Not only did this compromise the mission, but now the SEALs team faced a precarious position: they were behind enemy lines holding hostage a group of goat herders whose ties—or lack thereof—to the Taliban were unknown. The 4 men now faced a crucial decision, namely what to do with the hostages. There were three potential options: kill them, tie them up and leave them in the mountains, or let them go.
Yet, as Luttrell emphasizes, there was truly only one correct call:
The question was, What did we do now? They were very obviously goatherds, farmers from the high country. Or, as it states in the pages of the Geneva Convention, unarmed civilians.

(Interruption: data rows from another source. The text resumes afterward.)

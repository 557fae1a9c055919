use ratatui::{
    layout::{Constraint, Direction, Layout, Rect},
    style::{Color, Modifier, Style},
    text::{Line, Span},
    widgets::{Bar, BarChart, BarGroup, Paragraph},
    Frame,
};
use rust_decimal::prelude::ToPrimitive;

use crate::ui::app::App;
use crate::ui::theme;
use crate::ui::util::{format_totals, truncate};

pub(crate) fn render(f: &mut Frame, area: Rect, app: &App) {
    let chunks = Layout::default()
        .direction(Direction::Vertical)
        .constraints([
            Constraint::Length(7), // Metric cards
            Constraint::Min(10),   // Group totals chart
            Constraint::Length(3), // Active filter
        ])
        .split(area);

    render_metric_cards(f, chunks[0], app);
    render_group_chart(f, chunks[1], app);
    render_filter_line(f, chunks[2], app);
}

fn render_metric_cards(f: &mut Frame, area: Rect, app: &App) {
    let cards = Layout::default()
        .direction(Direction::Horizontal)
        .constraints([
            Constraint::Percentage(20),
            Constraint::Percentage(30),
            Constraint::Percentage(30),
            Constraint::Percentage(20),
        ])
        .split(area);

    let has_status = app.ledger.schema().has_status();

    render_card(
        f,
        cards[0],
        "Records",
        app.records.len().to_string(),
        theme::ACCENT,
        format!("of {} stored", app.store_len),
    );
    render_card(
        f,
        cards[1],
        "Total",
        format_totals(&app.view_totals),
        theme::TEXT,
        "in view".into(),
    );
    render_card(
        f,
        cards[2],
        "Total Owed",
        format_totals(&app.owed_totals),
        if has_status && app.unpaid_count == 0 {
            theme::GREEN
        } else {
            theme::RED
        },
        if has_status {
            format!("{} unpaid", app.unpaid_count)
        } else {
            "all invoiced".into()
        },
    );
    let (span, days) = match app.date_span {
        Some((first, last)) => (
            format!("{} → {}", first.format("%b %d"), last.format("%b %d %Y")),
            format!("{} days", (last - first).num_days() + 1),
        ),
        None => ("-".into(), String::new()),
    };
    render_card(f, cards[3], "Dates", span, theme::YELLOW, days);
}

fn render_card(
    f: &mut Frame,
    area: Rect,
    title: &str,
    value: String,
    color: Color,
    subtitle: String,
) {
    let width = area.width.saturating_sub(2) as usize;
    let text = Paragraph::new(vec![
        Line::from(""),
        Line::from(Span::styled(
            truncate(&value, width),
            Style::default().fg(color).add_modifier(Modifier::BOLD),
        )),
        Line::from(Span::styled(subtitle, theme::dim_style())),
    ])
    .centered()
    .block(theme::panel(title.to_string()));

    f.render_widget(text, area);
}

fn render_group_chart(f: &mut Frame, area: Rect, app: &App) {
    let title = format!("Totals by {}", app.group_by);

    if app.group_totals.is_empty() {
        let msg = Paragraph::new(Line::from(Span::styled(
            "No records in view. Add one with :add or import a sheet with :import",
            theme::dim_style(),
        )))
        .centered()
        .block(theme::panel(title));
        f.render_widget(msg, area);
        return;
    }

    let bars: Vec<Bar> = app
        .group_totals
        .iter()
        .take(12)
        .map(|group| {
            let val = group.total.to_u64().unwrap_or(0);
            Bar::default()
                .value(val)
                .text_value(group.total.round_dp(0).to_string())
                .label(Line::from(truncate(&group.label(), 12)))
                .style(Style::default().fg(theme::ACCENT))
                .value_style(
                    Style::default()
                        .fg(theme::HEADER_BG)
                        .bg(theme::ACCENT)
                        .add_modifier(Modifier::BOLD),
                )
        })
        .collect();

    let chart = BarChart::default()
        .block(theme::panel(title))
        .data(BarGroup::default().bars(&bars))
        .bar_width(12)
        .bar_gap(1)
        .bar_style(Style::default().fg(theme::ACCENT))
        .value_style(Style::default().fg(theme::TEXT));

    f.render_widget(chart, area);
}

fn render_filter_line(f: &mut Frame, area: Rect, app: &App) {
    let mut parts: Vec<String> = Vec::new();
    if !app.filter.is_empty() {
        parts.push(app.filter.describe());
    }
    if let Some(search) = &app.search {
        parts.push(format!("search '{}'", search.as_str()));
    }
    let line = if parts.is_empty() {
        Line::from(Span::styled(
            "none (:filter company=acme status=unpaid, :from 2024-01-01)",
            theme::dim_style(),
        ))
    } else {
        Line::from(Span::styled(parts.join("  "), theme::normal_style()))
    };
    f.render_widget(Paragraph::new(line).block(theme::panel("Filter".into())), area);
}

The strictly correct military decision would still be to kill them without further discussion, because we could not know their intentions.
How could we know if they were affiliated with a Taliban militia group or sworn by some tribal blood pact to inform the Taliban leaders of anything suspicious-looking they found in the mountains? And, oh boy, were we suspicious-looking.

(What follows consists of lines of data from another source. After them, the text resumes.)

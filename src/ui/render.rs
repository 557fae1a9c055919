use ratatui::{
    layout::{Constraint, Direction, Layout, Rect},
    style::{Modifier, Style},
    text::{Line, Span},
    widgets::{Block, Borders, Clear, Paragraph, Tabs},
    Frame,
};

use super::app::{App, InputMode, Screen};
use super::commands;
use super::theme;
use super::util::format_totals;

pub(crate) fn render(f: &mut Frame, app: &App) {
    let chunks = Layout::default()
        .direction(Direction::Vertical)
        .constraints([
            Constraint::Length(1), // Tab bar
            Constraint::Min(5),    // Main content
            Constraint::Length(1), // Status bar
            Constraint::Length(1), // Command bar
        ])
        .split(f.area());

    render_tab_bar(f, chunks[0], app);
    render_screen(f, chunks[1], app);
    render_status_bar(f, chunks[2], app);
    render_command_bar(f, chunks[3], app);

    if app.show_help {
        render_help_overlay(f, f.area());
    }
}

fn render_tab_bar(f: &mut Frame, area: Rect, app: &App) {
    let mut titles: Vec<Line> = Screen::all()
        .iter()
        .enumerate()
        .map(|(i, s)| {
            let num = format!("{}", i + 1);
            if *s == app.screen {
                Line::from(vec![
                    Span::styled(format!("{num}:"), Style::default().fg(theme::TEXT_DIM)),
                    Span::styled(
                        format!("{s}"),
                        Style::default()
                            .fg(theme::ACCENT)
                            .add_modifier(Modifier::BOLD),
                    ),
                ])
            } else {
                Line::from(Span::styled(
                    format!("{num}:{s}"),
                    Style::default().fg(theme::TEXT_DIM),
                ))
            }
        })
        .collect();
    titles.push(Line::from(Span::styled(
        app.ledger.title(),
        Style::default()
            .fg(theme::YELLOW)
            .add_modifier(Modifier::BOLD),
    )));

    let tabs = Tabs::new(titles)
        .select(Screen::all().iter().position(|s| *s == app.screen).unwrap_or(0))
        .highlight_style(Style::default())
        .divider(Span::styled(" | ", Style::default().fg(theme::OVERLAY)))
        .style(Style::default().bg(theme::HEADER_BG));

    f.render_widget(tabs, area);
}

fn render_screen(f: &mut Frame, area: Rect, app: &App) {
    match app.screen {
        Screen::Dashboard => super::screens::dashboard::render(f, area, app),
        Screen::Records => super::screens::records::render(f, area, app),
        Screen::Summary => super::screens::summary::render(f, area, app),
    }
}

fn render_status_bar(f: &mut Frame, area: Rect, app: &App) {
    let mode_label = format!(" {} ", app.input_mode);
    let mode_style = match app.input_mode {
        InputMode::Normal => Style::default()
            .fg(theme::HEADER_BG)
            .bg(theme::ACCENT)
            .add_modifier(Modifier::BOLD),
        InputMode::Command => Style::default()
            .fg(theme::HEADER_BG)
            .bg(theme::GREEN)
            .add_modifier(Modifier::BOLD),
        InputMode::Search => Style::default()
            .fg(theme::HEADER_BG)
            .bg(theme::YELLOW)
            .add_modifier(Modifier::BOLD),
        InputMode::Editing => Style::default()
            .fg(theme::HEADER_BG)
            .bg(theme::GREEN)
            .add_modifier(Modifier::BOLD),
        InputMode::Confirm => Style::default()
            .fg(theme::HEADER_BG)
            .bg(theme::RED)
            .add_modifier(Modifier::BOLD),
    };

    let info = format!(
        " {} | {}/{} records | {}",
        app.ledger,
        app.records.len(),
        app.store_len,
        format_totals(&app.view_totals)
    );

    let right = match app.screen {
        Screen::Dashboard => " p pay all | l ledger | ? help ",
        Screen::Records => " Enter edit | Space paid | x delete | ? help ",
        Screen::Summary => " s grouping | Enter drill in | ? help ",
    };

    let available = area.width as usize;
    let used = mode_label.chars().count() + info.chars().count() + right.len();
    let pad = available.saturating_sub(used);

    let bar = Paragraph::new(Line::from(vec![
        Span::styled(&mode_label, mode_style),
        Span::styled(&info, theme::status_bar_style()),
        Span::styled(" ".repeat(pad), theme::status_bar_style()),
        Span::styled(right, theme::status_bar_style()),
    ]));
    f.render_widget(bar, area);
}

fn render_command_bar(f: &mut Frame, area: Rect, app: &App) {
    let (content, cursor_offset) = match app.input_mode {
        InputMode::Command => (
            Line::from(vec![
                Span::styled(":", Style::default().fg(theme::ACCENT)),
                Span::styled(&app.command_input, theme::command_bar_style()),
            ]),
            Some(1 + app.command_input.chars().count() as u16),
        ),
        InputMode::Search => {
            let match_info = if !app.search_input.is_empty() {
                format!("  ({} matches)", app.records.len())
            } else {
                String::new()
            };
            (
                Line::from(vec![
                    Span::styled("/", Style::default().fg(theme::YELLOW)),
                    Span::styled(&app.search_input, theme::command_bar_style()),
                    Span::styled(match_info, theme::dim_style()),
                ]),
                Some(1 + app.search_input.chars().count() as u16),
            )
        }
        InputMode::Editing => (
            Line::from(vec![
                Span::styled("edit> ", Style::default().fg(theme::GREEN)),
                Span::styled(&app.command_input, theme::command_bar_style()),
            ]),
            Some(6 + app.command_input.chars().count() as u16),
        ),
        InputMode::Confirm => (
            Line::from(vec![
                Span::styled(&app.confirm_message, Style::default().fg(theme::YELLOW)),
                Span::styled(" [y/N] ", Style::default().fg(theme::RED)),
            ]),
            None,
        ),
        InputMode::Normal => (
            if app.status_message.is_empty() {
                Line::from(Span::styled(
                    " Press : for commands, / to search, ? for help",
                    theme::dim_style(),
                ))
            } else {
                Line::from(Span::styled(
                    &app.status_message,
                    theme::command_bar_style(),
                ))
            },
            None,
        ),
    };

    let bar = Paragraph::new(content).style(Style::default().bg(theme::COMMAND_BG));
    f.render_widget(bar, area);

    if let Some(offset) = cursor_offset {
        f.set_cursor_position((area.x + offset.min(area.width.saturating_sub(1)), area.y));
    }
}

fn help_heading(title: &str) -> Line<'static> {
    Line::from(Span::styled(
        format!(" {title}"),
        Style::default()
            .fg(theme::YELLOW)
            .add_modifier(Modifier::BOLD),
    ))
}

fn help_row(text: &'static str) -> Line<'static> {
    Line::from(Span::styled(text, theme::normal_style()))
}

fn render_help_overlay(f: &mut Frame, area: Rect) {
    let mut help_text = vec![
        Line::from(Span::styled(
            " TallyTUI Help ",
            Style::default()
                .fg(theme::ACCENT)
                .add_modifier(Modifier::BOLD),
        )),
        Line::from(""),
        help_heading("Navigation"),
        help_row("  j/k or Up/Down   Move cursor           1-3        Switch tabs"),
        help_row("  Tab/Shift-Tab    Cycle tabs            g/G        Top/Bottom"),
        help_row("  Ctrl-d/u         Page Down/Up          Ctrl-q     Quit"),
        Line::from(""),
        help_heading("Actions"),
        help_row("  :                Command mode          /          Search company (live)"),
        help_row("  Enter (Records)  Edit record           Space      Toggle paid/unpaid"),
        help_row("  x/D (Records)    Delete record         p          Pay all unpaid in view"),
        help_row("  l                Switch ledger         s          Cycle summary grouping"),
        help_row("  Enter (Summary)  Show company records  Esc        Clear search"),
        Line::from(""),
        help_heading("Commands"),
    ];

    // Build command list dynamically from COMMANDS registry
    let mut seen = std::collections::HashSet::new();
    let mut cmd_lines: Vec<(&str, &str)> = Vec::new();
    for (&name, cmd) in commands::COMMANDS.iter() {
        if name.len() <= 2 {
            continue;
        }
        if seen.insert(cmd.description) {
            cmd_lines.push((name, cmd.description));
        }
    }
    cmd_lines.sort_by_key(|(name, _)| *name);
    for (name, desc) in &cmd_lines {
        help_text.push(Line::from(Span::styled(
            format!("  :{name:<12} {desc}"),
            theme::normal_style(),
        )));
    }

    help_text.push(Line::from(""));
    help_text.push(Line::from(Span::styled(
        " Press any key to close ",
        Style::default().fg(theme::TEXT_DIM),
    )));

    // Center the popup, clamped to terminal height
    let popup_height = (help_text.len() as u16 + 2).min(area.height.saturating_sub(2));
    let popup_width = 84.min(area.width.saturating_sub(4));
    let x = area.x + (area.width.saturating_sub(popup_width)) / 2;
    let y = area.y + (area.height.saturating_sub(popup_height)) / 2;
    let popup_area = Rect::new(x, y, popup_width, popup_height);

    f.render_widget(Clear, popup_area);
    let help = Paragraph::new(help_text).block(
        Block::default()
            .borders(Borders::ALL)
            .border_style(Style::default().fg(theme::ACCENT))
            .style(Style::default().bg(theme::HEADER_BG)),
    );
    f.render_widget(help, popup_area);
}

The hard fact was, if these three Afghan scarecrows ran off to find Sharmak and his men, we were going to be in serious trouble, trapped out here on this mountain ridge. The military decision was clear: these guys could not leave there alive. (150-151)
There is no doubt that this was a truly difficult decision, especially as one of the three Afghans “was just a kid, around fourteen years old” (150). But, as Luttrell tells, though the choice was clear, the decision process was unnecessarily complicated by the Rules of Engagement (ROE).
It was put to a vote: Axelson believed they had “no choice” but to kill them, Dietz abstained from voting saying ”just tell me what to do,” and Murphy told Marcus “I’ll go with you. Call it“ (154). Thus, the deciding vote rested on Luttrel.
His decision was swayed by a fear of the ”liberal media back home in the U.S.A.” who, if the SEALs killed the goatherders, would ”latch on to [the story] and write stuff about the brutish U.S. Armed Forces,” depicting them as nothing but heartless murderers. Luttrell determined to let them go.
What should have been a straightforward military decision became a political one. It was a decisive call that dictated the fate of Operation Redwing, on that Lutrell regretted forevermore: ”I’ll never get over it. I cannot get over it. The deciding vote was mine, and it will haunt me till they rest me in an East Texas grave” (155).
The remainder of Operation Redwing’s history is Luttrell’s story to tell. He is the lone survivor of Operation Redwing, the sole witness of his teammates’ meritorious strength, courage, patriotism, and heroism.
True American Valor
An act of heroism demands sacrifice. It requires unparalleled courage and perseverance when all hope seems lost. It warrants no small degree of humility—it is done without any desire for glory. It is always selfless, requiring you to place any thought for your well-being aside to assure the welfare of others.
Such were the actions of all the Navy SEALs who were involved in the Operation Redwing mission. Each and every one of those SEALs risked their lives for their fellow brothers-in-arms and for their country—all but Luttrell gave the ultimate sacrifice of their lives, and Luttrell’s life was forever altered because of the sacrifices he made and the losses he suffered.
This level of heroism is certainly not commonplace, so we should show our gratitude to those few who demonstrate this virtue, giving them the highest respect as the only compensation we can give them. Never forget the heroes of our country.
The very least that we can do is listen to their stories.
“No matter how much it hurts, how dark it gets or how far you fall, you are never out of the fight.“Marcus Luttrell
To all veterans, thank you for your service!